**Your objective:** Where the records below show a line containing "the aspect ratio.", start copying; end with the line containing "0.0, 1.0, Rgb::WHITE.color()).is_err());", and copy it too.

** Opening Records supplied block **

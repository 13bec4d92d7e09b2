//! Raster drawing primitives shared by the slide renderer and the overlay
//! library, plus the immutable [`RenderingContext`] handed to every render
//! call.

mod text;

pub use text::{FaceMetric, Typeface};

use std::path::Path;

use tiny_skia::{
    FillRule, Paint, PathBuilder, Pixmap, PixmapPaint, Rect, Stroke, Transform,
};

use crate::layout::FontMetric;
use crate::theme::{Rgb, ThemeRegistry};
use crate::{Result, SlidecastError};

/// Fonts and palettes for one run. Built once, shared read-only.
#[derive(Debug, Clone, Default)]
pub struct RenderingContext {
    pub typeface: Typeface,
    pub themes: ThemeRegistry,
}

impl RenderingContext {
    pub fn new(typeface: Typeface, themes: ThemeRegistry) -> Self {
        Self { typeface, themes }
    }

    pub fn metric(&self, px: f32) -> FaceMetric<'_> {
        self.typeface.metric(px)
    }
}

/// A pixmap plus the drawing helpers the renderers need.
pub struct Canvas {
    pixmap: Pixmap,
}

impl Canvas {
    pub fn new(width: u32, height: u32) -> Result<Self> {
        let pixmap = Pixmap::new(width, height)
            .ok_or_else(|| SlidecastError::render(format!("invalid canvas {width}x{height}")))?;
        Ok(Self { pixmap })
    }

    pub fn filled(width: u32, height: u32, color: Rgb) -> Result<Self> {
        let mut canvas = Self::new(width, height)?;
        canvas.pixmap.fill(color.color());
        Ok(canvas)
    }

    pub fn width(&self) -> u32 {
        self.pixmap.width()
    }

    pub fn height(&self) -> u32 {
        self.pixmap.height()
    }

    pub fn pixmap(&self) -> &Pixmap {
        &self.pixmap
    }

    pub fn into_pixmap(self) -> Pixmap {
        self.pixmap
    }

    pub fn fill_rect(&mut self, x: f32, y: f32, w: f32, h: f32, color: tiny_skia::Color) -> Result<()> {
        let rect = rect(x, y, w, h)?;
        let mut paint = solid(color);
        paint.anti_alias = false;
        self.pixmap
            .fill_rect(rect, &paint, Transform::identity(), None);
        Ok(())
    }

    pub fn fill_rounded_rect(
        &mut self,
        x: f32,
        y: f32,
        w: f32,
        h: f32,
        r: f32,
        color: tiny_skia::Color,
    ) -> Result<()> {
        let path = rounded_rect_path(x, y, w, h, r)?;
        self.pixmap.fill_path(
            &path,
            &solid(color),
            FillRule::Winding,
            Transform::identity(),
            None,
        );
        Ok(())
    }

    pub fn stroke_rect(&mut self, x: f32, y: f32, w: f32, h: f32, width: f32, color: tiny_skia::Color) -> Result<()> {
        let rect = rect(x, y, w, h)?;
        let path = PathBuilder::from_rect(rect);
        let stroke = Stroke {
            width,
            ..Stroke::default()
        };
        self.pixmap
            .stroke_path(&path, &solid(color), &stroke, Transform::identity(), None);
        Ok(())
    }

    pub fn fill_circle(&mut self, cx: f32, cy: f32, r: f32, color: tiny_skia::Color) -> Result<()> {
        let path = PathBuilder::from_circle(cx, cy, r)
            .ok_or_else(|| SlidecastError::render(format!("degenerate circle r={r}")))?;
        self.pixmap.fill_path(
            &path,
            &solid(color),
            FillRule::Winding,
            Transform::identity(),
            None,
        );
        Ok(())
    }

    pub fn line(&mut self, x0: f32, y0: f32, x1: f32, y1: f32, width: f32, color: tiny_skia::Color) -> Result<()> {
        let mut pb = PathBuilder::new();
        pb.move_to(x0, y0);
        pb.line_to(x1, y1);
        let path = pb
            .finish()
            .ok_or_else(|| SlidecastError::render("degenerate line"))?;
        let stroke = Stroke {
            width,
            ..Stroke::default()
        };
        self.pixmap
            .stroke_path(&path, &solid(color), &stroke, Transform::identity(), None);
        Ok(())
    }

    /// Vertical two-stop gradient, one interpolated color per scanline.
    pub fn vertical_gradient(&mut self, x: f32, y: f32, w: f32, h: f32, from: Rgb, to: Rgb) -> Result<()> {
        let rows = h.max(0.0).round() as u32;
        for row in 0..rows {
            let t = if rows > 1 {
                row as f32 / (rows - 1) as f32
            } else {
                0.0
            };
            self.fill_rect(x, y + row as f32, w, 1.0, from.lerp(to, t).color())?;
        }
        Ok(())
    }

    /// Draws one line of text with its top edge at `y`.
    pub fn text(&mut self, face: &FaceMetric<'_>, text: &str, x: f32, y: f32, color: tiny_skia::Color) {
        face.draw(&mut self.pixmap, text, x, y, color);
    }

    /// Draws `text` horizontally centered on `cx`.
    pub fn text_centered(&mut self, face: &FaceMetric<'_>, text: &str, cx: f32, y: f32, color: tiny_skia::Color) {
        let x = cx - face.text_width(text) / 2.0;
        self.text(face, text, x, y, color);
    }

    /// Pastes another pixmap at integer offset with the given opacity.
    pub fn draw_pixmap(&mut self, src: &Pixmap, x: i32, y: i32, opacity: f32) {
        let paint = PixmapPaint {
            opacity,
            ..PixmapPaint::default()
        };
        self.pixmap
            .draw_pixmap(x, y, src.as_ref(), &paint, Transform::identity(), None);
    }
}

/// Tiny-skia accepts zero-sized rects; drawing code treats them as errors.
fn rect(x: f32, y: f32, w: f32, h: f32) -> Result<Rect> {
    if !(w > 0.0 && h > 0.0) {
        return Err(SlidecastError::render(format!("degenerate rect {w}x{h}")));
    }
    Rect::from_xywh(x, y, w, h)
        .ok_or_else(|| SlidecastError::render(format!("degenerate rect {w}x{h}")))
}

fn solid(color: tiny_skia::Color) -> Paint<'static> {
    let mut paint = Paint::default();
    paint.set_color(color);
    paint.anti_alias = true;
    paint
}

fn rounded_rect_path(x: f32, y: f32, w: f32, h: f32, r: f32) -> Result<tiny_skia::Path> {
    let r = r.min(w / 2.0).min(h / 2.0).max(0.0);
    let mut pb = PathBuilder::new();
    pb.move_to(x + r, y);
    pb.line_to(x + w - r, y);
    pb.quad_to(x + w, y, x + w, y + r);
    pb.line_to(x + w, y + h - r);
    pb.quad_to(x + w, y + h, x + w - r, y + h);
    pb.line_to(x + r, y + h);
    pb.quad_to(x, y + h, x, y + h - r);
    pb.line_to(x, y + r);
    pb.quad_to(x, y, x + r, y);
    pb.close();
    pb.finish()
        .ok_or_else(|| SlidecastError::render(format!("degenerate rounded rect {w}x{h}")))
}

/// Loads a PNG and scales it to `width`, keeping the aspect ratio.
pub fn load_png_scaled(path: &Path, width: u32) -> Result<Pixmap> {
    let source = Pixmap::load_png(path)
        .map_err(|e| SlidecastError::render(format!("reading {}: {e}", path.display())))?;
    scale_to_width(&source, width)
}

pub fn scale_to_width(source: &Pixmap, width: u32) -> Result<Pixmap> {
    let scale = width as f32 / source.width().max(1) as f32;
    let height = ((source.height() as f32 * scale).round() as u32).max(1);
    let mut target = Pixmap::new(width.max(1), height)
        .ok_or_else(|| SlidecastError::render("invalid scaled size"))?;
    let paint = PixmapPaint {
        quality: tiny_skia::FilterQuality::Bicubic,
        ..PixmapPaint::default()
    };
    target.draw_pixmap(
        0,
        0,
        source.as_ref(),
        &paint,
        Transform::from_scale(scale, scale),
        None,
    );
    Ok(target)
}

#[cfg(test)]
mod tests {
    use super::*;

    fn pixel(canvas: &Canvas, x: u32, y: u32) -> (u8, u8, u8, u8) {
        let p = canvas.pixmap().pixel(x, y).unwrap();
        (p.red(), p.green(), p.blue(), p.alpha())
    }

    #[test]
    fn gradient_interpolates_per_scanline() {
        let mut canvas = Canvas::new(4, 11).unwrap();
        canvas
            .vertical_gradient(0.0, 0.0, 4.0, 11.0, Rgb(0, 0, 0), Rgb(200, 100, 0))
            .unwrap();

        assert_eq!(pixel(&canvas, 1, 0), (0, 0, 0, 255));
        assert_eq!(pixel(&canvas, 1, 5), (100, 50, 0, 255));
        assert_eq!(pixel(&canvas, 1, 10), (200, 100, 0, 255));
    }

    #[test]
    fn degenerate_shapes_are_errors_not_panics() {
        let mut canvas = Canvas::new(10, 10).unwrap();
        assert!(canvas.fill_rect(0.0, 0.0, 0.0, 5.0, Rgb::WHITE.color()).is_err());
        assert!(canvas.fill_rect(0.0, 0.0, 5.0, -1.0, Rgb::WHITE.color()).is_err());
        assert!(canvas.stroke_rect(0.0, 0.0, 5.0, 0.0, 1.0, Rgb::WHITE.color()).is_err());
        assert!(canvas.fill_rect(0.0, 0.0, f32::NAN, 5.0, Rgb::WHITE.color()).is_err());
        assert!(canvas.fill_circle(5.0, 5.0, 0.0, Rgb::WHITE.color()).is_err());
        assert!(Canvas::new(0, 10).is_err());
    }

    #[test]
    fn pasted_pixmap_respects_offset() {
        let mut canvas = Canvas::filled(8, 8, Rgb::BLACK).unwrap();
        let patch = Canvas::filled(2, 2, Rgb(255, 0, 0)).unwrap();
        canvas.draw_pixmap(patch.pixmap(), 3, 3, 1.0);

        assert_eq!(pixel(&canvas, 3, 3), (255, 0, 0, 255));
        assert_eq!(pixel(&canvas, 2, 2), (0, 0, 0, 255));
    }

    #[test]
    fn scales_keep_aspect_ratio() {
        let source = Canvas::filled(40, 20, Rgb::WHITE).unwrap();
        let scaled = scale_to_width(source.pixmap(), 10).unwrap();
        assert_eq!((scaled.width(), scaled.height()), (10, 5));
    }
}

** Closing Records supplied block **

**Result for this exercise:**
/// Loads a PNG and scales it to `width`, keeping the aspect ratio.
pub fn load_png_scaled(path: &Path, width: u32) -> Result<Pixmap> {
    let source = Pixmap::load_png(path)
        .map_err(|e| SlidecastError::render(format!("reading {}: {e}", path.display())))?;
    scale_to_width(&source, width)
}

pub fn scale_to_width(source: &Pixmap, width: u32) -> Result<Pixmap> {
    let scale = width as f32 / source.width().max(1) as f32;
    let height = ((source.height() as f32 * scale).round() as u32).max(1);
    let mut target = Pixmap::new(width.max(1), height)
        .ok_or_else(|| SlidecastError::render("invalid scaled size"))?;
    let paint = PixmapPaint {
        quality: tiny_skia::FilterQuality::Bicubic,
        ..PixmapPaint::default()
    };
    target.draw_pixmap(
        0,
        0,
        source.as_ref(),
        &paint,
        Transform::from_scale(scale, scale),
        None,
    );
    Ok(target)
}

#[cfg(test)]
mod tests {
    use super::*;

    fn pixel(canvas: &Canvas, x: u32, y: u32) -> (u8, u8, u8, u8) {
        let p = canvas.pixmap().pixel(x, y).unwrap();
        (p.red(), p.green(), p.blue(), p.alpha())
    }

    #[test]
    fn gradient_interpolates_per_scanline() {
        let mut canvas = Canvas::new(4, 11).unwrap();
        canvas
            .vertical_gradient(0.0, 0.0, 4.0, 11.0, Rgb(0, 0, 0), Rgb(200, 100, 0))
            .unwrap();

        assert_eq!(pixel(&canvas, 1, 0), (0, 0, 0, 255));
        assert_eq!(pixel(&canvas, 1, 5), (100, 50, 0, 255));
        assert_eq!(pixel(&canvas, 1, 10), (200, 100, 0, 255));
    }

    #[test]
    fn degenerate_shapes_are_errors_not_panics() {
        let mut canvas = Canvas::new(10, 10).unwrap();
        assert!(canvas.fill_rect(0.0, 0.0, 0.0, 5.0, Rgb::WHITE.color()).is_err());
        assert!(canvas.fill_rect(0.0, 0.0, 5.0, -1.0, Rgb::WHITE.color()).is_err());
        assert!(canvas.stroke_rect(0.0, 0.0, 5.0, 0.0, 1.0, Rgb::WHITE.color()).is_err());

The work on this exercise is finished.